//! Delay bucket routing.
//!
//! A timer event is placed into the coarsest bucket whose threshold does not exceed
//! its remaining time, so far-future events are polled rarely and near-future events
//! are polled often. An event re-read from a bucket before it is due is routed again
//! and moves down into a finer bucket.

use std::time::Duration;

use crate::config::{ConfigResult, ConfigurationError, TimerConfig};

#[derive(Debug, Clone, PartialEq, Eq)]
pub struct DelayBucketRouter {
    thresholds: Vec<u64>,
    poll_interval_multiplier: u64,
    min_poll_interval_seconds: u64,
}

impl DelayBucketRouter {
    /// Build a router over thresholds in seconds, in any order
    pub fn new(thresholds: &[u64]) -> ConfigResult<Self> {
        let defaults = TimerConfig::default();
        Self::with_poll_tolerance(
            thresholds,
            defaults.max_poll_interval_multiplier,
            defaults.min_max_poll_interval_seconds,
        )
    }

    pub fn from_config(config: &TimerConfig) -> ConfigResult<Self> {
        Self::with_poll_tolerance(
            &config.delay_buckets_seconds,
            config.max_poll_interval_multiplier,
            config.min_max_poll_interval_seconds,
        )
    }

    fn with_poll_tolerance(
        thresholds: &[u64],
        poll_interval_multiplier: u64,
        min_poll_interval_seconds: u64,
    ) -> ConfigResult<Self> {
        let mut thresholds = thresholds.to_vec();
        thresholds.sort_unstable();
        thresholds.dedup();

        if thresholds.is_empty() {
            return Err(ConfigurationError::missing_required_field(
                "delay_buckets_seconds",
                "timer configuration",
            ));
        }

        Ok(Self {
            thresholds,
            poll_interval_multiplier,
            min_poll_interval_seconds,
        })
    }

    /// Threshold of the bucket for an event due in `remaining_ms`.
    ///
    /// Returns the largest threshold not above the remaining time, or the smallest
    /// threshold when every threshold exceeds it (including overdue events).
    pub fn route(&self, remaining_ms: i64) -> u64 {
        let smallest = self.smallest();
        if remaining_ms <= 0 {
            return smallest;
        }
        let remaining_ms = remaining_ms as u64;

        self.thresholds
            .iter()
            .rev()
            .find(|threshold| threshold.saturating_mul(1000) <= remaining_ms)
            .copied()
            .unwrap_or(smallest)
    }

    /// Ascending, de-duplicated thresholds in seconds
    pub fn thresholds(&self) -> &[u64] {
        &self.thresholds
    }

    pub fn smallest(&self) -> u64 {
        self.thresholds[0]
    }

    /// Longest gap between polls a bucket consumer tolerates
    pub fn max_poll_interval(&self, threshold: u64) -> Duration {
        let seconds = threshold
            .saturating_mul(self.poll_interval_multiplier)
            .max(self.min_poll_interval_seconds);
        Duration::from_secs(seconds)
    }
}

#[cfg(test)]
mod tests {
    use super::*;

    fn router() -> DelayBucketRouter {
        DelayBucketRouter::new(&[5, 15, 60, 300, 1800]).unwrap()
    }

    #[test]
    fn test_routes_to_largest_threshold_not_above_remaining() {
        let router = router();
        assert_eq!(router.route(200_000), 60);
        assert_eq!(router.route(300_000), 300);
        assert_eq!(router.route(15_000), 15);
        assert_eq!(router.route(14_999), 5);
        assert_eq!(router.route(7_200_000), 1800);
    }

    #[test]
    fn test_below_smallest_routes_to_smallest() {
        let router = router();
        assert_eq!(router.route(3_000), 5);
        assert_eq!(router.route(0), 5);
        assert_eq!(router.route(-42_000), 5);
    }

    #[test]
    fn test_thresholds_sorted_and_deduplicated() {
        let router = DelayBucketRouter::new(&[60, 5, 15, 5]).unwrap();
        assert_eq!(router.thresholds(), &[5, 15, 60]);
        assert_eq!(router.smallest(), 5);
    }

    #[test]
    fn test_empty_thresholds_rejected() {
        let result = DelayBucketRouter::new(&[]);
        assert!(matches!(
            result,
            Err(ConfigurationError::MissingRequiredField { .. })
        ));
    }

    #[test]
    fn test_max_poll_interval() {
        let router = router();
        assert_eq!(router.max_poll_interval(5), Duration::from_secs(30));
        assert_eq!(router.max_poll_interval(60), Duration::from_secs(300));
        assert_eq!(router.max_poll_interval(1800), Duration::from_secs(9000));
    }

    #[test]
    fn test_from_config_uses_poll_tolerance() {
        let config = TimerConfig {
            delay_buckets_seconds: vec![10],
            max_poll_interval_multiplier: 2,
            min_max_poll_interval_seconds: 1,
            ..TimerConfig::default()
        };
        let router = DelayBucketRouter::from_config(&config).unwrap();
        assert_eq!(router.max_poll_interval(10), Duration::from_secs(20));
    }
}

▶ **Exercise goal**
Go through the material above and copy each line that has the word "ConfigurationError".

▶ **Exercise response**
use crate::config::{ConfigResult, ConfigurationError, TimerConfig};
            return Err(ConfigurationError::missing_required_field(
            Err(ConfigurationError::MissingRequiredField { .. })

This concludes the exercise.